Mr. Ferrell was actually interviewed by well-respected activist Eugene Puryear on HIS show By Any Means Necessary, which does air on Sputnik radio, but which also airs on iTunes, Facebook, Spreaker, PlayerFM, and IHeartRadio. Russia must be influencing other shows and people on those networks, since Russian influence now seems to be transmitted by radio waves or post likes.

The author admits that Ferrell’s comments in the interview were “non-controversial,” but only after he oddly alleges that the Abrams campaign said that “…Ferrell violated protocol that restricts staff from speaking on the record without prior approval…” and that he resigned after questions were raised about his appearance on the show. But if his comments were “non-controversial,” why would there have been a need for him to resign? And of course, according to the author, Ferrell “…did not immediately comment,” so we can’t know what Mr. Ferrell has to say about these allegations.
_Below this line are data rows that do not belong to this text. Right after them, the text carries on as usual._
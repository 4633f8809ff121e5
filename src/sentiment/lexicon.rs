//! Valence lexicon for VADER scoring.
//!
//! The built-in table is a subset of the public VADER lexicon covering common
//! review and conversational vocabulary. The full list can be loaded from its
//! tab separated distribution file with [`VaderLexicon::from_file`]:
//!
//! ```text
//! good	1.9	0.9434	[2, 1, 1, 3, 2, 4, 2, 2, 1, 1]
//! ```
//!
//! Only the first two columns (token and mean valence) are read.

use std::fs::File;
use std::io::{BufRead, BufReader};
use std::path::Path;

use ahash::AHashMap;

use crate::error::{Result, SaplingError};

const ENTRIES: &[(&str, f64)] = &[
    ("abandon", -1.9),
    ("abuse", -3.2),
    ("accept", 1.6),
    ("admire", 2.4),
    ("adorable", 2.2),
    ("afraid", -2.2),
    ("aggressive", -0.6),
    ("agree", 1.5),
    ("alarm", -1.4),
    ("alone", -1.0),
    ("amazing", 2.8),
    ("anger", -2.7),
    ("angry", -2.3),
    ("annoyed", -1.6),
    ("annoying", -1.7),
    ("anxious", -1.0),
    ("appreciate", 1.7),
    ("ashamed", -2.1),
    ("attack", -2.1),
    ("awesome", 3.1),
    ("awful", -2.0),
    ("awkward", -0.6),
    ("bad", -2.5),
    ("beautiful", 2.9),
    ("benefit", 2.0),
    ("best", 3.2),
    ("better", 1.9),
    ("bitter", -1.8),
    ("blame", -1.4),
    ("bless", 1.8),
    ("bored", -1.1),
    ("boring", -1.3),
    ("brave", 2.4),
    ("brilliant", 2.8),
    ("broken", -2.1),
    ("calm", 1.3),
    ("care", 2.2),
    ("careful", 0.6),
    ("charming", 2.8),
    ("cheat", -2.0),
    ("cheerful", 2.5),
    ("clean", 1.7),
    ("clever", 2.0),
    ("comfortable", 2.3),
    ("confident", 2.2),
    ("confused", -1.3),
    ("congratulations", 2.9),
    ("cool", 1.3),
    ("crap", -1.6),
    ("crazy", -1.4),
    ("crisis", -3.1),
    ("cruel", -2.8),
    ("cry", -2.1),
    ("cute", 2.0),
    ("damage", -2.2),
    ("damn", -1.7),
    ("danger", -2.4),
    ("dangerous", -2.1),
    ("dead", -3.3),
    ("death", -2.9),
    ("delight", 2.9),
    ("delightful", 2.9),
    ("depressed", -2.3),
    ("depressing", -1.6),
    ("destroy", -2.5),
    ("difficult", -1.5),
    ("dirty", -1.9),
    ("disappoint", -1.7),
    ("disappointed", -1.9),
    ("disappointing", -2.2),
    ("disaster", -3.1),
    ("disgusting", -2.4),
    ("dislike", -1.6),
    ("dull", -1.7),
    ("dumb", -2.3),
    ("easy", 1.9),
    ("effective", 2.1),
    ("elegant", 2.1),
    ("embarrassed", -1.5),
    ("encourage", 2.3),
    ("energetic", 1.8),
    ("enjoy", 2.2),
    ("enjoyed", 2.3),
    ("enjoying", 2.4),
    ("entertaining", 1.9),
    ("enthusiastic", 1.9),
    ("evil", -3.4),
    ("excellent", 2.7),
    ("excited", 1.4),
    ("exciting", 2.2),
    ("fail", -2.5),
    ("failed", -2.3),
    ("failure", -2.3),
    ("fair", 1.3),
    ("fake", -2.1),
    ("fantastic", 2.6),
    ("fear", -2.2),
    ("fine", 0.8),
    ("flawless", 2.3),
    ("fool", -1.9),
    ("fortunate", 1.9),
    ("free", 2.3),
    ("friendly", 2.2),
    ("frustrated", -2.4),
    ("frustrating", -1.9),
    ("fun", 2.3),
    ("funny", 1.9),
    ("generous", 2.3),
    ("gentle", 1.9),
    ("glad", 2.0),
    ("good", 1.9),
    ("gorgeous", 3.0),
    ("grateful", 2.0),
    ("great", 3.1),
    ("gross", -2.1),
    ("guilty", -1.8),
    ("handsome", 2.2),
    ("happy", 2.7),
    ("harm", -2.5),
    ("hate", -2.7),
    ("hated", -3.2),
    ("hates", -1.9),
    ("healthy", 1.7),
    ("hell", -3.6),
    ("help", 1.7),
    ("helpful", 1.8),
    ("hilarious", 1.7),
    ("honest", 2.3),
    ("hope", 1.9),
    ("hopeless", -2.0),
    ("horrible", -2.5),
    ("hurt", -2.4),
    ("hurts", -2.1),
    ("ignorant", -1.1),
    ("ill", -1.8),
    ("impressive", 2.3),
    ("improve", 1.9),
    ("improved", 2.1),
    ("insult", -2.3),
    ("intelligent", 2.0),
    ("interesting", 1.7),
    ("jealous", -2.0),
    ("joke", 1.2),
    ("joy", 2.8),
    ("kill", -3.7),
    ("killed", -3.5),
    ("kind", 2.4),
    ("lame", -1.8),
    ("laugh", 2.6),
    ("lazy", -1.5),
    ("liar", -2.8),
    ("like", 2.0),
    ("liked", 1.8),
    ("likes", 1.8),
    ("lonely", -1.5),
    ("lose", -1.3),
    ("loser", -2.4),
    ("lost", -1.3),
    ("love", 3.2),
    ("loved", 2.9),
    ("lovely", 2.8),
    ("loves", 2.7),
    ("loving", 2.9),
    ("lucky", 1.8),
    ("mad", -2.2),
    ("magnificent", 3.4),
    ("masterpiece", 3.1),
    ("mediocre", -1.0),
    ("mess", -1.5),
    ("miserable", -2.2),
    ("miss", -0.6),
    ("mistake", -1.4),
    ("nasty", -2.6),
    ("nice", 1.8),
    ("no", -1.2),
    ("ok", 1.2),
    ("okay", 0.9),
    ("outstanding", 3.0),
    ("pain", -2.3),
    ("painful", -1.9),
    ("pathetic", -2.7),
    ("peace", 2.5),
    ("perfect", 2.7),
    ("pleasant", 2.3),
    ("please", 1.3),
    ("pleased", 1.9),
    ("poor", -2.1),
    ("popular", 1.8),
    ("positive", 2.6),
    ("powerful", 1.8),
    ("pretty", 2.2),
    ("problem", -1.7),
    ("problems", -1.7),
    ("progress", 1.8),
    ("proud", 2.1),
    ("rich", 2.6),
    ("ridiculous", -1.5),
    ("risk", -1.1),
    ("romantic", 2.3),
    ("rude", -2.0),
    ("sad", -2.1),
    ("safe", 1.9),
    ("safety", 1.8),
    ("scared", -1.9),
    ("secure", 1.4),
    ("shame", -2.1),
    ("shit", -2.6),
    ("shock", -1.6),
    ("sick", -2.3),
    ("smart", 1.7),
    ("smile", 1.5),
    ("sorry", -0.3),
    ("stolen", -2.2),
    ("strong", 2.3),
    ("stupid", -2.4),
    ("success", 2.7),
    ("successful", 2.8),
    ("sucks", -1.5),
    ("superb", 3.1),
    ("support", 1.7),
    ("sweet", 2.0),
    ("terrible", -2.1),
    ("terrific", 2.1),
    ("thank", 1.5),
    ("thanks", 1.9),
    ("threat", -2.4),
    ("thrilling", 2.1),
    ("tired", -1.9),
    ("tragedy", -3.4),
    ("tragic", -3.4),
    ("trust", 2.3),
    ("ugly", -2.3),
    ("unfortunately", -1.4),
    ("unhappy", -1.8),
    ("unpleasant", -2.1),
    ("upset", -1.6),
    ("useful", 1.9),
    ("useless", -1.8),
    ("violence", -3.1),
    ("war", -2.9),
    ("warm", 0.9),
    ("waste", -1.8),
    ("weak", -1.9),
    ("weakness", -1.8),
    ("weird", -0.7),
    ("welcome", 2.0),
    ("win", 2.8),
    ("winner", 2.8),
    ("wise", 1.8),
    ("won", 2.7),
    ("wonderful", 2.7),
    ("worried", -1.2),
    ("worry", -1.9),
    ("worse", -2.1),
    ("worst", -3.1),
    ("worth", 0.9),
    ("worthless", -1.9),
    ("wow", 2.8),
    ("wrong", -2.1),
    ("yes", 1.7),
];

/// Word to mean valence mapping. Keys are lowercase.
#[derive(Clone, Debug)]
pub struct VaderLexicon {
    entries: AHashMap<String, f64>,
}

impl VaderLexicon {
    /// The built-in lexicon.
    pub fn builtin() -> Self {
        VaderLexicon {
            entries: ENTRIES
                .iter()
                .map(|&(word, valence)| (word.to_string(), valence))
                .collect(),
        }
    }

    /// An empty lexicon.
    pub fn empty() -> Self {
        VaderLexicon {
            entries: AHashMap::new(),
        }
    }

    /// Load a lexicon in the `token<TAB>mean<TAB>...` format.
    pub fn from_file<P: AsRef<Path>>(path: P) -> Result<Self> {
        let path = path.as_ref();
        let file = File::open(path).map_err(|e| {
            SaplingError::corpus(format!("Cannot open lexicon {}: {e}", path.display()))
        })?;
        let lexicon = Self::from_reader(BufReader::new(file))?;
        log::info!(
            "Loaded {} lexicon entries from {}",
            lexicon.len(),
            path.display()
        );
        Ok(lexicon)
    }

    /// Parse a lexicon from any buffered reader. Blank lines are skipped.
    pub fn from_reader<R: BufRead>(reader: R) -> Result<Self> {
        let mut entries = AHashMap::new();

        for (number, line) in reader.lines().enumerate() {
            let line = line?;
            if line.trim().is_empty() {
                continue;
            }

            let mut fields = line.split('\t');
            let token = fields.next().unwrap_or_default();
            let mean = fields.next().ok_or_else(|| {
                SaplingError::corpus(format!("line {}: missing valence column", number + 1))
            })?;
            let valence: f64 = mean.trim().parse().map_err(|_| {
                SaplingError::corpus(format!(
                    "line {}: invalid valence {mean:?} for {token:?}",
                    number + 1
                ))
            })?;

            if token.is_empty() {
                return Err(SaplingError::corpus(format!(
                    "line {}: empty token",
                    number + 1
                )));
            }
            entries.insert(token.to_string(), valence);
        }

        Ok(VaderLexicon { entries })
    }

    /// Valence of a word. Keys are matched exactly as written in the lexicon.
    pub fn get(&self, word: &str) -> Option<f64> {
        self.entries.get(word).copied()
    }

    pub fn contains(&self, word: &str) -> bool {
        self.entries.contains_key(word)
    }

    /// Add or replace an entry.
    pub fn insert<S: Into<String>>(&mut self, word: S, valence: f64) {
        self.entries.insert(word.into(), valence);
    }

    pub fn len(&self) -> usize {
        self.entries.len()
    }

    pub fn is_empty(&self) -> bool {
        self.entries.is_empty()
    }
}

impl Default for VaderLexicon {
    fn default() -> Self {
        Self::builtin()
    }
}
Why does that sound like the journalistic equivalent of “I feared for my life?”

Of course none of this makes any sense, not even to someone who has no dog in the fight of Georgia politics (we’re in DC), but even we can tell that this article isn’t meant to actually make sense or inform. It is meant only to smear. In fact, Brustein’s current article is nothing more than a continuation of his biased misrepresentation of Black activists during Adams’ opponent — Stacey Evans’ — speech at the Netroots conference this year. An article that he wrote about an event that he did not attend. How do we know this? We know people who DID attend. How much do you want to bet that there’s more to this “story” than what Bluestein has provided?
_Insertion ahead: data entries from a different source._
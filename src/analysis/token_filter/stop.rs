//! Stop filter implementation.
//!
//! Removes common words (stop words) that carry little meaning on their own.
//! The default list is the 179-word English list used by the classic NLP
//! toolkits, including the fragments (`s`, `t`, `ll`, `don`)
//! that word tokenization produces.
//!
//! ```
//! use sapling::analysis::token_filter::Filter;
//! use sapling::analysis::token_filter::stop::StopFilter;
//! use sapling::analysis::token::Token;
//!
//! let filter = StopFilter::new();
//! let tokens = vec![
//!     Token::new("the", 0),
//!     Token::new("global", 1),
//!     Token::new("economy", 2)
//! ];
//!
//! let result: Vec<_> = filter.filter(Box::new(tokens.into_iter()))
//!     .unwrap()
//!     .collect();
//!
//! assert_eq!(result.len(), 2);
//! assert_eq!(result[0].text, "global");
//! ```

use std::sync::{Arc, LazyLock};

use ahash::AHashSet;

use crate::analysis::token::{Token, TokenStream};
use crate::analysis::token_filter::Filter;
use crate::error::Result;

/// Default English stop words list.
pub const ENGLISH_STOP_WORDS: &[&str] = &[
    "i", "me", "my", "myself", "we", "our", "ours", "ourselves", "you", "you're", "you've",
    "you'll", "you'd", "your", "yours", "yourself", "yourselves", "he", "him", "his", "himself",
    "she", "she's", "her", "hers", "herself", "it", "it's", "its", "itself", "they", "them",
    "their", "theirs", "themselves", "what", "which", "who", "whom", "this", "that", "that'll",
    "these", "those", "am", "is", "are", "was", "were", "be", "been", "being", "have", "has",
    "had", "having", "do", "does", "did", "doing", "a", "an", "the", "and", "but", "if", "or",
    "because", "as", "until", "while", "of", "at", "by", "for", "with", "about", "against",
    "between", "into", "through", "during", "before", "after", "above", "below", "to", "from",
    "up", "down", "in", "out", "on", "off", "over", "under", "again", "further", "then", "once",
    "here", "there", "when", "where", "why", "how", "all", "any", "both", "each", "few", "more",
    "most", "other", "some", "such", "no", "nor", "not", "only", "own", "same", "so", "than",
    "too", "very", "s", "t", "can", "will", "just", "don", "don't", "should", "should've", "now",
    "d", "ll", "m", "o", "re", "ve", "y", "ain", "aren", "aren't", "couldn", "couldn't", "didn",
    "didn't", "doesn", "doesn't", "hadn", "hadn't", "hasn", "hasn't", "haven", "haven't", "isn",
    "isn't", "ma", "mightn", "mightn't", "mustn", "mustn't", "needn", "needn't", "shan", "shan't",
    "shouldn", "shouldn't", "wasn", "wasn't", "weren", "weren't", "won", "won't", "wouldn",
    "wouldn't",
];

/// Default English stop words as a set.
pub static ENGLISH_STOP_WORDS_SET: LazyLock<AHashSet<String>> = LazyLock::new(|| {
    ENGLISH_STOP_WORDS
        .iter()
        .map(|&s| s.to_string())
        .collect()
});

/// A filter that removes stop words from the token stream.
///
/// Matching is exact, so lowercase the stream first when the input may be
/// capitalized. Stop words can be removed entirely or only marked as
/// stopped while kept in the stream.
#[derive(Clone, Debug)]
pub struct StopFilter {
    /// The set of stop words to remove
    stop_words: Arc<AHashSet<String>>,
    /// Whether to remove stopped tokens entirely or just mark them as stopped
    remove_stopped: bool,
}

impl StopFilter {
    /// Create a new stop filter with the default English stop words.
    pub fn new() -> Self {
        Self::with_stop_words(ENGLISH_STOP_WORDS_SET.clone())
    }

    /// Create a new stop filter with custom stop words.
    pub fn with_stop_words(stop_words: AHashSet<String>) -> Self {
        StopFilter {
            stop_words: Arc::new(stop_words),
            remove_stopped: true,
        }
    }

    /// Create a new stop filter from a list of stop words.
    pub fn from_words<I, S>(words: I) -> Self
    where
        I: IntoIterator<Item = S>,
        S: Into<String>,
    {
        let stop_words = words.into_iter().map(|s| s.into()).collect();
        Self::with_stop_words(stop_words)
    }

    /// Set whether to remove stopped tokens entirely or just mark them as stopped.
    pub fn remove_stopped(mut self, remove: bool) -> Self {
        self.remove_stopped = remove;
        self
    }

    /// Check if a word is a stop word.
    pub fn is_stop_word(&self, word: &str) -> bool {
        self.stop_words.contains(word)
    }

    /// Get the number of stop words.
    pub fn len(&self) -> usize {
        self.stop_words.len()
    }

    /// Check if the stop word set is empty.
    pub fn is_empty(&self) -> bool {
        self.stop_words.is_empty()
    }
}

impl Default for StopFilter {
    fn default() -> Self {
        Self::new()
    }
}

impl Filter for StopFilter {
    fn filter(&self, tokens: TokenStream) -> Result<TokenStream> {
        let filtered_tokens: Vec<Token> = tokens
            .filter_map(|token| {
                if token.is_stopped() {
                    Some(token)
                } else if self.is_stop_word(&token.text) {
                    if self.remove_stopped {
                        None
                    } else {
                        Some(token.stop())
                    }
                } else {
                    Some(token)
                }
            })
            .collect();

        Ok(Box::new(filtered_tokens.into_iter()))
    }

    fn name(&self) -> &'static str {
        "stop"
    }
}

#[cfg(test)]
mod tests {
    use super::*;

    #[test]
    fn test_default_list() {
        let filter = StopFilter::new();
        assert_eq!(filter.len(), 179);
        assert!(filter.is_stop_word("the"));
        assert!(filter.is_stop_word("don't"));
        assert!(filter.is_stop_word("s"));
        assert!(!filter.is_stop_word("ai"));
        assert!(!filter.is_stop_word("The"));
    }

    #[test]
    fn test_stop_filter() {
        let filter = StopFilter::from_words(vec!["the", "and", "or"]);
        let tokens = vec![
            Token::new("hello", 0),
            Token::new("the", 1),
            Token::new("world", 2),
            Token::new("and", 3),
            Token::new("test", 4),
        ];
        let token_stream = Box::new(tokens.into_iter());

        let result: Vec<Token> = filter.filter(token_stream).unwrap().collect();

        assert_eq!(result.len(), 3);
        assert_eq!(result[0].text, "hello");
        assert_eq!(result[1].text, "world");
        assert_eq!(result[2].text, "test");
    }

    #[test]
    fn test_stop_filter_preserve_stopped() {
        let filter = StopFilter::from_words(vec!["the", "and"]).remove_stopped(false);
        let tokens = vec![
            Token::new("hello", 0),
            Token::new("the", 1),
            Token::new("world", 2),
        ];
        let token_stream = Box::new(tokens.into_iter());

        let result: Vec<Token> = filter.filter(token_stream).unwrap().collect();

        assert_eq!(result.len(), 3);
        assert!(!result[0].is_stopped());
        assert!(result[1].is_stopped());
        assert!(!result[2].is_stopped());
    }

    #[test]
    fn test_filter_name() {
        assert_eq!(StopFilter::new().name(), "stop");
    }
}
When you read the comments on the Netroots article, you see that what Bluestein does is not report on events or issues. He only throws meat to his rabid racist following. So this is not about any “Kremlin connection” to Abrams’ campaign. This is about silencing and discrediting Black people in politics, only using the Russia narrative this time. This is how it’s done in the big-leagues, outside of the world of snotty Facebook posts and nasty Twitter conversations. In actual politics with public office seats on the line, professional paid journalists write thinly woven lies in reputable news outlets to discredit the competition. This particular lie, much like the ones we’ve been dealing with for the past few months, is especially disgusting in light of what Black activists and politicos are still fighting against and for.

People who believe that Black politicos talk about Black people, Black issues, Black politics, and injustice to Black people too much, have to shift the narrative to whatever else they can to distract from those issues. So instead of this “article” being about the issues discussed in the interview — “…how to call for the removal of Confederate Statutes in the South, the chances of Stacey Abrams, winning the Georgia gubernatorial race in 2018, and whether or not Bernie Sanders will run for President in 2020.” [taken directly from the interview description] — or even about Abrams and her campaign, the focus of this piece is about the medium her former staffer, Marcus Ferrell’s interview was conducted on — Russian-owned Sputnik.

Nevermind that Black people are fighting against White supremacy and racism and police brutality and radicalized income inequality and the school-to-prison pipeline and housing discrimination and gentrification and employment discrimination and healthcare discrimination and environmental discrimination and a myriad of other actual racially-focused issues. Why talk about any of THAT when it’s so much easier to make slanderous accusations of “Russian meddling,” simply because of the outlet one of those discussions was conducted on.

And this is all that’s needed to try to implicate a Black woman running for governor of Georgia; and worse, to try to smear two Black political operatives to take down one.

I have no idea how the gubernatorial race will turn out in Georgia. But I swear, we catch it on all sides. Everywhere. All the time.